Chapter 9

Arranging Plots

Author

Aditya Dahiya

Published

December 21, 2023

This chapter does not have any exercises. Instead, we practice arranging plots using the patchwork package (Pedersen 2023) and data on Diwali Sales from India, initially presented as a part of #TidyTuesday.

Libraries and Data

library(tidyverse)      # tidy tools data wrangling
library(ggtext)         # text into ggplot2
library(sf)             # maps and plotting
library(here)           # files location and loading
library(showtext)       # Using Fonts More Easily in R Graphs
library(ggimage)        # Using images in ggplot2
library(rvest)          # Get states population data
library(fontawesome)    # Social Media icons
library(ggtext)         # Markdown Text in ggplot2
library(patchwork)      # For combining plots

Code

# Loading the data
diwali <- readr::read_csv('https://raw.githubusercontent.com/rfordatascience/tidytuesday/master/data/2023/2023-11-14/diwali_sales_data.csv') |> 
  janitor::clean_names()

india_map <- st_read(here("data", "india_map", "India_State_Boundary.shp")) |> 
  mutate(state = str_to_title(State_Name),
         .keep = "unused")

Reading layer `India_State_Boundary' from data source 
  `C:\Users\dradi\Documents\Post-Harvard Academics\ggplot2book3e\data\india_map\India_State_Boundary.shp' 
  using driver `ESRI Shapefile'
Simple feature collection with 37 features and 1 field
Geometry type: MULTIPOLYGON
Dimension:     XY
Bounding box:  xmin: 7583508 ymin: 753607.8 xmax: 10843390 ymax: 4452638
Projected CRS: WGS 84 / Pseudo-Mercator

Code

# Getting population Data from web scraping
state_pop <- rvest::read_html("https://www.indiacensus.net/") |> 
  html_nodes("table")

state_pop <- state_pop[1] |> 
  html_table() 

state_pop <- state_pop[[1]] |> 
  janitor::clean_names() |> 
  select(2, 4) |> 
  rename(
    state = state_name,
    population = estimated_population_in_2023
  )

state_pop <- state_pop |> 
  mutate(population = parse_number(population))

# Correct names for some states in india_map
india_map <- india_map |> 
  mutate(state = case_when(
    state == "Tamilnadu" ~ "Tamil Nadu",
    state == "Chhattishgarh" ~ "Chhattisgarh",
    state == "Telengana" ~ "Telangana",
    state == "Jammu And Kashmir" ~ "Jammu & Kashmir",
    state == "Andaman & Nicobar" ~ "Andaman & Nicobar Islands",
    state == "Daman And Diu And Dadra And Nagar Haveli" ~ "Dadra and Nagar Haveli",
    .default = state
  ))

# Number of customers per capita and Avg.

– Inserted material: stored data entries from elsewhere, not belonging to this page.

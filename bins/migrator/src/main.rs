//! Database migration runner for Voucherbook.
//!
//! Usage:
//!   migrator up      - Run all pending migrations
//!   migrator down    - Rollback last migration
//!   migrator status  - Show migration status
//!   migrator fresh   - Drop all tables and re-run migrations

use sea_orm_migration::prelude::*;
use voucherbook_db::migration::Migrator;

#[tokio::main]
async fn main() {
    dotenvy::dotenv().ok();

    // The migrator CLI sets up its own tracing and reads DATABASE_URL.
    cli::run_cli(Migrator).await;
}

Purchase per customer
df1 <- diwali |> 
  count(state, sort = TRUE) |> 
  full_join(state_pop) |> 
  mutate(cust_m_pop = 1000000 * n / population) |> 
  arrange(desc(cust_m_pop)) |>
  rename(customers = n) |> 
  select(state, customers, cust_m_pop)

df2 <- diwali |> 
  group_by(state) |> 
  summarise(purchase = sum(amount, na.rm = TRUE)) |> 
  full_join(df1) |> 
  mutate(purc_cust = purchase / customers) |> 
  select(state, cust_m_pop, purc_cust) |> 
  mutate(
    state = case_when(
      state == "Jammu and Kashmir" ~ "Jammu & Kashmir",
      state == "Orissa" ~ "Odisha",
      .default = state)
  )
  
  
mapdf <- df2 |> 
  full_join(india_map, relationship = "many-to-many") |> 
  # Simplifying geometry to drastically reduce plotting time
  mutate(
    geometry = st_simplify(geometry, 
                           preserveTopology = FALSE, 
                           dTolerance = 1000)
  )

9.1 Laying out plots side by side

Starting by defining some basic parameters, colours and annotations for the final plot

Code

# Load fonts
font_add_google("Pragati Narrow")
font_add_google("Pacifico")
font_add_google("Roboto")
showtext_auto()
body_font <- "Roboto"              # Font for plot legends, body etc.
title_font <- "Pacifico"              # Font for titles, subtitles
caption_font <- "Pragati Narrow"   # Font for the caption

# Define colours
map1_col = c("yellow",             # Colours for Chloropleth g1
             "red")
map2_col = c("#cdeff7",          # Colours for Chloropleth g2 
             "#1f76f0")
ts = 45                            # Text Size
bg_col <- "white"                  # Background Colour
text_col <- "black"                # Colour for the text
text_hil <- "red"                  # Colour for highlighted text
  
# Add text to plot
plot_title <- "Diwali Sales: Insights"

plot_subtitle <- "#TidyTuesday. Insights about the Diwali sales data."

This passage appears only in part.